Thank you for pointing out that maintenance fee error. I corrected it in my post.  I used the 2018 maintenance fee instead of the 2019 (not 2020) reduced maintenance fee. I am used to that number going up and not down. .

I am okay with giving up an ocean front if I can receive one. I will be ocean front at Oceanwatch next summer and I am 700 DC points ahead.

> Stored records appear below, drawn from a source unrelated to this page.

//! Environment detection

use serde::{Deserialize, Serialize};

/// Process environment
#[derive(Debug, Clone, Copy, PartialEq, Eq, Serialize, Deserialize)]
#[serde(rename_all = "lowercase")]
pub enum Environment {
    Development,
    Staging,
    Production,
}

impl Environment {
    /// Detect the environment from the `SAVORA_ENV` variable,
    /// defaulting to development.
    pub fn from_env() -> Self {
        match std::env::var("SAVORA_ENV").as_deref() {
            Ok("production") => Environment::Production,
            Ok("staging") => Environment::Staging,
            _ => Environment::Development,
        }
    }

    pub fn is_production(&self) -> bool {
        matches!(self, Environment::Production)
    }
}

I can extend my stay there.


----------



## SabresFan

Marathoner said:


> Established industry participants like Marriott will not do something that will dramatically increase market transparency because doing so has the potential to kill their golden goose.  This type of asymmetric thinking has to come from a new market participant.  But the timeshare industry is not glamorous and we have not yet seen a new creative player who has tried this yet.  Until then, we will have a small group of informed timeshare owners who use this lack of information transparency to significantly maximize their resale timeshare holdings and experiences as many on TUG do.  The vast majority will have only themselves to blame, as SueDonJ points out, for not educating themselves and understanding what they were getting into. As always, caveat emptor.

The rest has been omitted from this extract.